• Required action:
Below are entries. Copy exactly the lines running from the line that holds "filename src/error.rs" to the line that holds "pub type PortalResult<T>", with both ends included.

┄┄┄┄┄┄

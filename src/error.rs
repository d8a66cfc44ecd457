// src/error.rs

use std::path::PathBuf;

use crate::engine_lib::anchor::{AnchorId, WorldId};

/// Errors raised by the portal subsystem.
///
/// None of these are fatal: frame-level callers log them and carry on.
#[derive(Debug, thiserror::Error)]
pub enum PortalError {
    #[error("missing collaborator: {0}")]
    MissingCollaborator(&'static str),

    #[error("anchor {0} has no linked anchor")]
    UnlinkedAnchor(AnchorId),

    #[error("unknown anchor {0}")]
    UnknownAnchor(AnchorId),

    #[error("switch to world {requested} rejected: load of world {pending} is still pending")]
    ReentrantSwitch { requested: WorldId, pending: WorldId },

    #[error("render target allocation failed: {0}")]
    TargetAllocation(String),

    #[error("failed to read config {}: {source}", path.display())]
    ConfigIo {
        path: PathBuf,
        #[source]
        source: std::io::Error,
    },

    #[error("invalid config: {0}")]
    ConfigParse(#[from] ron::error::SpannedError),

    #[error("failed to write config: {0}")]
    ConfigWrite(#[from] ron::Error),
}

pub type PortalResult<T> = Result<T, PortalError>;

┄┄┄┄┄┄

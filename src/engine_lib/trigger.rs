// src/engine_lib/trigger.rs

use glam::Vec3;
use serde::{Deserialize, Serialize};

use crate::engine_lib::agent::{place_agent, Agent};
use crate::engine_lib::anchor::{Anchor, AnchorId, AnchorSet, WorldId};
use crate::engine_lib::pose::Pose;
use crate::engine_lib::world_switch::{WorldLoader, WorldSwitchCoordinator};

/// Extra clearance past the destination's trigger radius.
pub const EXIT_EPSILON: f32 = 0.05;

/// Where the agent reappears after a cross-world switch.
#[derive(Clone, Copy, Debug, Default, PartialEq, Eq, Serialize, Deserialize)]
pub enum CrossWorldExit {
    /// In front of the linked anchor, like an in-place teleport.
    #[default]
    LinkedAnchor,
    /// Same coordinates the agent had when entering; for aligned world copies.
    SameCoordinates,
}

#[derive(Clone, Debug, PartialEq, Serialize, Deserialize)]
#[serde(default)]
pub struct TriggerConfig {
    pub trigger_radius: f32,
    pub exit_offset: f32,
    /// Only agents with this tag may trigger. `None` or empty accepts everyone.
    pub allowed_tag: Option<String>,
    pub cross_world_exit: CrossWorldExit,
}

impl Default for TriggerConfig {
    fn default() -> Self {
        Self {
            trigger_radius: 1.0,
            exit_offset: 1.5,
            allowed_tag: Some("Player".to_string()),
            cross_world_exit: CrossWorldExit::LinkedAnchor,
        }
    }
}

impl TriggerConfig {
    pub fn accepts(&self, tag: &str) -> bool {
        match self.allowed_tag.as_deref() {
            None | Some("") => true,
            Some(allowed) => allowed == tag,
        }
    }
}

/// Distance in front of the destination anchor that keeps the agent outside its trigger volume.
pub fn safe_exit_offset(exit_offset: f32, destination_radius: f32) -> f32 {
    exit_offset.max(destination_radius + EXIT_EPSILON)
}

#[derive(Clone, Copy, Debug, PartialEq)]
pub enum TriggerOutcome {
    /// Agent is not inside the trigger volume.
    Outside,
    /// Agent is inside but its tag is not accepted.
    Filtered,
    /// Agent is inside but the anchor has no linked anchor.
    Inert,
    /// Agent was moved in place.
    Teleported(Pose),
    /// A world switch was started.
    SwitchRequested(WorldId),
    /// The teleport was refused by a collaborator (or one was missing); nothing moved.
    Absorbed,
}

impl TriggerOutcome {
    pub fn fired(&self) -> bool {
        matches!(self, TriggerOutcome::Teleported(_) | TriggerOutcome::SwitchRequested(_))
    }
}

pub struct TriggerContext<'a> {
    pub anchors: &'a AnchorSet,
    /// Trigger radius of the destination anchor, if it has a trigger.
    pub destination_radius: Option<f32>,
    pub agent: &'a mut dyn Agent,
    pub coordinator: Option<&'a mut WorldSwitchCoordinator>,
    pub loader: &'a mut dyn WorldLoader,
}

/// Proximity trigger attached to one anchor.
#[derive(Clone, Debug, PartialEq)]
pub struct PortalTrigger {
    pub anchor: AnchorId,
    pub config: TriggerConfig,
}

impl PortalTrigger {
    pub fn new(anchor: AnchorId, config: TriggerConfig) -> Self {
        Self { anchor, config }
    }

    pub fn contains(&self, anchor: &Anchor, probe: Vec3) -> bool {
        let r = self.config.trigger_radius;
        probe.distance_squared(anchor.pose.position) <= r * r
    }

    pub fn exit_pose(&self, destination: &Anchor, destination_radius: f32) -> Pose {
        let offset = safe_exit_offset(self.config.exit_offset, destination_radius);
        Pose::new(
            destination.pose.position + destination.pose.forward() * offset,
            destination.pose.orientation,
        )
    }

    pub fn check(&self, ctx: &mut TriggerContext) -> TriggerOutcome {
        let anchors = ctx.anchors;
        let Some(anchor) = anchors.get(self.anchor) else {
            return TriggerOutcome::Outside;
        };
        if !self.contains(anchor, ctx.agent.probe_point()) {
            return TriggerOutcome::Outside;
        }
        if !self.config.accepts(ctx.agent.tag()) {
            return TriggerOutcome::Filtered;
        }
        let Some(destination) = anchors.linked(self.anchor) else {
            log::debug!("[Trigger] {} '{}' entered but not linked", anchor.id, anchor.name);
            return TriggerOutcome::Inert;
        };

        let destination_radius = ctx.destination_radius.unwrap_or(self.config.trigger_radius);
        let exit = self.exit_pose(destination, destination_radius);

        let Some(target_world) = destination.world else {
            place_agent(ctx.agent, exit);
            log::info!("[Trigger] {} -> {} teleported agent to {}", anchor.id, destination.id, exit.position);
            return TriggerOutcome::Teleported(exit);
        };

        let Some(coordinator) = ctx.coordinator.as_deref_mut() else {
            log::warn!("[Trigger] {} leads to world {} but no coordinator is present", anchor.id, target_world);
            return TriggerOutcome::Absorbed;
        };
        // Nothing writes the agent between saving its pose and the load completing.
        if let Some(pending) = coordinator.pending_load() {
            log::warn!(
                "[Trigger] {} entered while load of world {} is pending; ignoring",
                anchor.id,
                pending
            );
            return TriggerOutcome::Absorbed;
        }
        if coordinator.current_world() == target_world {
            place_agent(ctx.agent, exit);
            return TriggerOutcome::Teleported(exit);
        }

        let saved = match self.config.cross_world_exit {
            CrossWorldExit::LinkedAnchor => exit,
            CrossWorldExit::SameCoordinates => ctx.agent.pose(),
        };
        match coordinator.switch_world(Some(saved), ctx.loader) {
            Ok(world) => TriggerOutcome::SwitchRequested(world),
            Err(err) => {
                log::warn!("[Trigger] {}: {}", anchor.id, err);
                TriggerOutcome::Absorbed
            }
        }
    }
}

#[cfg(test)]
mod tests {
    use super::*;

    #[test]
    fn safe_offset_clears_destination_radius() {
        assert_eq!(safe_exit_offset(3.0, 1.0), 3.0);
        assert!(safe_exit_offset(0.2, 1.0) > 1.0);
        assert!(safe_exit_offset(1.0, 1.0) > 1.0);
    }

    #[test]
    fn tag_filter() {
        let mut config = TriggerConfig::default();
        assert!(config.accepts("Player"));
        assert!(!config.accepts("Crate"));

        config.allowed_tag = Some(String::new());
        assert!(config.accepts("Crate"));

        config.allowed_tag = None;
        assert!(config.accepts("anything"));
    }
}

┄┄┄┄┄┄

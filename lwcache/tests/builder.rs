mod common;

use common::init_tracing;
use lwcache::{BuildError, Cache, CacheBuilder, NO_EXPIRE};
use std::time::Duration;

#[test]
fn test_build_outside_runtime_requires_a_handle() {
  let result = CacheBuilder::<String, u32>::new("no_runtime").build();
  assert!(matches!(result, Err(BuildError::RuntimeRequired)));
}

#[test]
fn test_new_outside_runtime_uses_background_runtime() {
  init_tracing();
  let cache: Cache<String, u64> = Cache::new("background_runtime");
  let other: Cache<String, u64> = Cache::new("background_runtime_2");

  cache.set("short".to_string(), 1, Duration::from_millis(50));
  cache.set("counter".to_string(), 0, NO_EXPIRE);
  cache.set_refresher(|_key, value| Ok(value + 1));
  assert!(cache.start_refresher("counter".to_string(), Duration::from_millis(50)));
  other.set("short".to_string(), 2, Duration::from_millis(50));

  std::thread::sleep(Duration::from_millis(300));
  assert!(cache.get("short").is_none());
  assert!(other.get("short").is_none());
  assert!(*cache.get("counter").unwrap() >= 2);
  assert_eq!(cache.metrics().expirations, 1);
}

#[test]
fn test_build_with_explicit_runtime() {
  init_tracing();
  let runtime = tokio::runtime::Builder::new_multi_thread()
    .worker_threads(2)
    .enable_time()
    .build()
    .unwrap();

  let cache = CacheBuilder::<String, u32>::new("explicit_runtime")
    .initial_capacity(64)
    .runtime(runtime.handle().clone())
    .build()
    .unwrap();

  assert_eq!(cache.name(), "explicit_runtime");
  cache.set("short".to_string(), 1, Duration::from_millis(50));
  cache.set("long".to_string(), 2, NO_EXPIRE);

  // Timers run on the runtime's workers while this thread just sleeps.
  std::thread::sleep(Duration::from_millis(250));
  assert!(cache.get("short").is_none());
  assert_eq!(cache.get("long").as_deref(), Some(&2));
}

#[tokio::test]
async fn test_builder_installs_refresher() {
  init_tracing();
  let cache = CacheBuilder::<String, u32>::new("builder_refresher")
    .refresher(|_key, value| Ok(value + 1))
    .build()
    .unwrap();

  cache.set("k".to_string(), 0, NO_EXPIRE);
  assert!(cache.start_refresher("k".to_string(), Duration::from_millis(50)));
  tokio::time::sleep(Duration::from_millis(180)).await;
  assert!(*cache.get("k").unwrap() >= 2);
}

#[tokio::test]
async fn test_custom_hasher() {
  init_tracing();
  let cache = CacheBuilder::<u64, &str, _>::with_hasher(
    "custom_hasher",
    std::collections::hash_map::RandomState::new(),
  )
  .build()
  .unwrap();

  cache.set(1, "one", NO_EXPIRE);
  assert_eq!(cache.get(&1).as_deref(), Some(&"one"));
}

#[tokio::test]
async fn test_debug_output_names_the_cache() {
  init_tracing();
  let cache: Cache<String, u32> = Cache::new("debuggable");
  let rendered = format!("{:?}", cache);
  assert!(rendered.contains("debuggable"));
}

┄┄┄┄┄┄

• Written solution:
filename src/error.rs
repository d8a66cfc44ecd457
// src/error.rs

use std::path::PathBuf;

use crate::engine_lib::anchor::{AnchorId, WorldId};

/// Errors raised by the portal subsystem.
///
/// None of these are fatal: frame-level callers log them and carry on.
#[derive(Debug, thiserror::Error)]
pub enum PortalError {
    #[error("missing collaborator: {0}")]
    MissingCollaborator(&'static str),

    #[error("anchor {0} has no linked anchor")]
    UnlinkedAnchor(AnchorId),

    #[error("unknown anchor {0}")]
    UnknownAnchor(AnchorId),

    #[error("switch to world {requested} rejected: load of world {pending} is still pending")]
    ReentrantSwitch { requested: WorldId, pending: WorldId },

    #[error("render target allocation failed: {0}")]
    TargetAllocation(String),

    #[error("failed to read config {}: {source}", path.display())]
    ConfigIo {
        path: PathBuf,
        #[source]
        source: std::io::Error,
    },

    #[error("invalid config: {0}")]
    ConfigParse(#[from] ron::error::SpannedError),

    #[error("failed to write config: {0}")]
    ConfigWrite(#[from] ron::Error),
}

pub type PortalResult<T> = Result<T, PortalError>;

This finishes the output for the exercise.